Three-dimensional structures of small RNA molecules
Principal Investigator
Peter Schuster
Co-Investigator:
Peter F. Stadler
Co-workers:
Alexander Renner, Stefan Kopp
Support:
Fonds zur Förderung der Wissenschaftlichen Forschung
Project No. P-11065-CHE:
Begin: July 1995
End: December 1998
Abstract
The three-dimensional structures of RNA molecules are investigated using both theoretical methods such as Molecular Modeling, Molecular Mechanics or Molecular Dynamics, and NMR spectroscopy. Secondary structure prediction, either in terms of the ground state or in terms of the partition function of the Boltzmann ensembles of all structures, serve as starting points for the 3D structure prediction. The double helical stacks are introduced into the computations with constant geometries as determined by the base pairing patterns of the secondary structures. In the case of small RNA molecules with up to 30 nucleotides that lack extremely flexible structural elements (such as large loops, joints, or long free ends) we are considering to calculate the minimum free energy structures by means of direct energy minimization.
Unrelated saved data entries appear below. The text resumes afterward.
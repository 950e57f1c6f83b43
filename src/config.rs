//! # Application Configuration
//!
//! This module defines configuration structures for the prescription analysis
//! pipeline: OCR engine settings and application-level settings (output
//! directory, history size). Values load from environment variables with
//! sensible defaults and are validated at startup.

use crate::errors::{AppError, AppResult};
use serde::{Deserialize, Serialize};
use std::env;

/// Default OCR language code
pub const DEFAULT_LANGUAGE: &str = "eng";
/// Buffer size for image format detection in bytes
pub const FORMAT_DETECTION_BUFFER_SIZE: usize = 32;
/// Minimum bytes required for format detection
pub const MIN_FORMAT_BYTES: usize = 8;
/// 10MB limit for image files
pub const MAX_FILE_SIZE: u64 = 10 * 1024 * 1024;
/// Character whitelist restricting OCR output to prescription-relevant characters
pub const DEFAULT_CHARACTER_WHITELIST: &str =
    "ABCDEFGHIJKLMNOPQRSTUVWXYZabcdefghijklmnopqrstuvwxyz0123456789.,:-/() ";
/// Default output directory for the report history file
pub const DEFAULT_OUTPUT_DIR: &str = "public";
/// Default number of reports retained in the history file
pub const DEFAULT_HISTORY_LIMIT: usize = 50;

/// Page Segmentation Mode for Tesseract OCR
#[derive(Debug, Clone, Copy, PartialEq, Default)]
pub enum PageSegMode {
    /// Fully automatic page segmentation
    Auto = 3,
    /// Assume a single column of text
    SingleColumn = 4,
    /// Assume a single uniform block of text
    #[default]
    SingleBlock = 6,
    /// Treat the image as a single text line
    SingleLine = 7,
}

impl PageSegMode {
    /// Convert PSM mode to string value for Tesseract
    pub fn as_str(&self) -> &'static str {
        match self {
            PageSegMode::Auto => "3",
            PageSegMode::SingleColumn => "4",
            PageSegMode::SingleBlock => "6",
            PageSegMode::SingleLine => "7",
        }
    }
}

/// Configuration structure for OCR processing
#[derive(Debug, Clone)]
pub struct OcrConfig {
    /// OCR language code (e.g., "eng")
    pub language: String,
    /// Page segmentation mode; prescriptions are short unstructured notes,
    /// so a single uniform block beats full-page layout analysis
    pub psm_mode: PageSegMode,
    /// Character whitelist to suppress spurious symbol noise
    pub character_whitelist: String,
    /// Maximum allowed file size in bytes
    pub max_file_size: u64,
    /// Buffer size for format detection in bytes
    pub buffer_size: usize,
    /// Minimum bytes required for format detection
    pub min_format_bytes: usize,
}

impl Default for OcrConfig {
    fn default() -> Self {
        Self {
            language: DEFAULT_LANGUAGE.to_string(),
            psm_mode: PageSegMode::default(),
            character_whitelist: DEFAULT_CHARACTER_WHITELIST.to_string(),
            max_file_size: MAX_FILE_SIZE,
            buffer_size: FORMAT_DETECTION_BUFFER_SIZE,
            min_format_bytes: MIN_FORMAT_BYTES,
        }
    }
}

impl OcrConfig {
    /// Validate OCR configuration parameters
    pub fn validate(&self) -> AppResult<()> {
        if self.language.trim().is_empty() {
            return Err(AppError::Config("language cannot be empty".to_string()));
        }
        if self.character_whitelist.trim().is_empty() {
            return Err(AppError::Config(
                "character_whitelist cannot be empty".to_string(),
            ));
        }
        if self.buffer_size == 0 {
            return Err(AppError::Config(
                "buffer_size must be greater than 0".to_string(),
            ));
        }
        if self.min_format_bytes == 0 {
            return Err(AppError::Config(
                "min_format_bytes must be greater than 0".to_string(),
            ));
        }
        if self.min_format_bytes > self.buffer_size {
            return Err(AppError::Config(format!(
                "min_format_bytes ({}) cannot exceed buffer_size ({})",
                self.min_format_bytes, self.buffer_size
            )));
        }
        if self.max_file_size == 0 {
            return Err(AppError::Config(
                "max_file_size must be greater than 0".to_string(),
            ));
        }
        Ok(())
    }
}

/// Top-level application configuration
#[derive(Debug, Clone, Serialize, Deserialize)]
pub struct AppConfig {
    /// Directory receiving the report history file
    pub output_dir: String,
    /// Maximum number of reports retained in the history file
    pub history_limit: usize,
    /// OCR engine configuration
    #[serde(skip)]
    pub ocr: OcrConfig,
}

impl Default for AppConfig {
    fn default() -> Self {
        Self {
            output_dir: DEFAULT_OUTPUT_DIR.to_string(),
            history_limit: DEFAULT_HISTORY_LIMIT,
            ocr: OcrConfig::default(),
        }
    }
}

impl AppConfig {
    /// Load configuration from environment variables, falling back to defaults
    ///
    /// Recognized variables:
    /// - `RXSCAN_OUTPUT_DIR` - directory for the history file (default: "public")
    /// - `RXSCAN_HISTORY_LIMIT` - retained report count (default: 50)
    /// - `RXSCAN_OCR_LANGUAGE` - Tesseract language code (default: "eng")
    pub fn from_env() -> AppResult<Self> {
        let output_dir =
            env::var("RXSCAN_OUTPUT_DIR").unwrap_or_else(|_| DEFAULT_OUTPUT_DIR.to_string());

        let history_limit = env::var("RXSCAN_HISTORY_LIMIT")
            .unwrap_or_else(|_| DEFAULT_HISTORY_LIMIT.to_string())
            .parse::<usize>()
            .map_err(|_| {
                AppError::Config("RXSCAN_HISTORY_LIMIT must be a valid number".to_string())
            })?;

        let mut ocr = OcrConfig::default();
        if let Ok(language) = env::var("RXSCAN_OCR_LANGUAGE") {
            ocr.language = language;
        }

        let config = Self {
            output_dir,
            history_limit,
            ocr,
        };
        config.validate()?;
        Ok(config)
    }

    /// Validate application configuration
    pub fn validate(&self) -> AppResult<()> {
        if self.output_dir.trim().is_empty() {
            return Err(AppError::Config("output_dir cannot be empty".to_string()));
        }
        if self.history_limit == 0 {
            return Err(AppError::Config(
                "history_limit must be greater than 0".to_string(),
            ));
        }
        self.ocr.validate()?;
        Ok(())
    }
}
Preliminary tests with small hairpin molecules with three- or four-base loops and chain lengths of 11 and 12 bases, respectively, showed two major outcomes:
- the structures are in good agreement with existing
experimental data for the same three- and four-base loops, and
- the geometries of all optimized structures follow a common
principle of minimizing the contact surface between the
heterocyclic bases and the solvent.
NMR spectroscopy experiments (L.R. Brown, IMB Jena K. Wuethrich, ETH Zuerich) will be carried out on the same small molecules and permit a direct comparison with the computed geometries. If there is basic agreement we plan to iteratively refine the structure predictions by means of mutual corrections of the structures obtained by NMR spectroscopy and Molecular Mechanics. In the case of RNA molecules with extremely flexible structural parts we want to supplement the structure prediction with Molecular Dynamics computations. Since we expect major problems it will be necessary to incorporate NMR data as structural constraints in the modeling. We plan to choose a sample of small flexible RNAs as models and study them extensively to gain experience with the flexible parts of molecules. The results of the investigations of small RNA molecules together with known structure data for the constant geometries of partial structures (A-RNA double helix, rigid geometries of small loops, etc.) and NMR data shall be used to predict the structures of larger RNAs with sequence lengths up to 100 bases. The preliminary final aim of this project is the development of a software package that is capable of predicting the 3D structure of an RNA molecule (using NMR data as input) without user-interventions.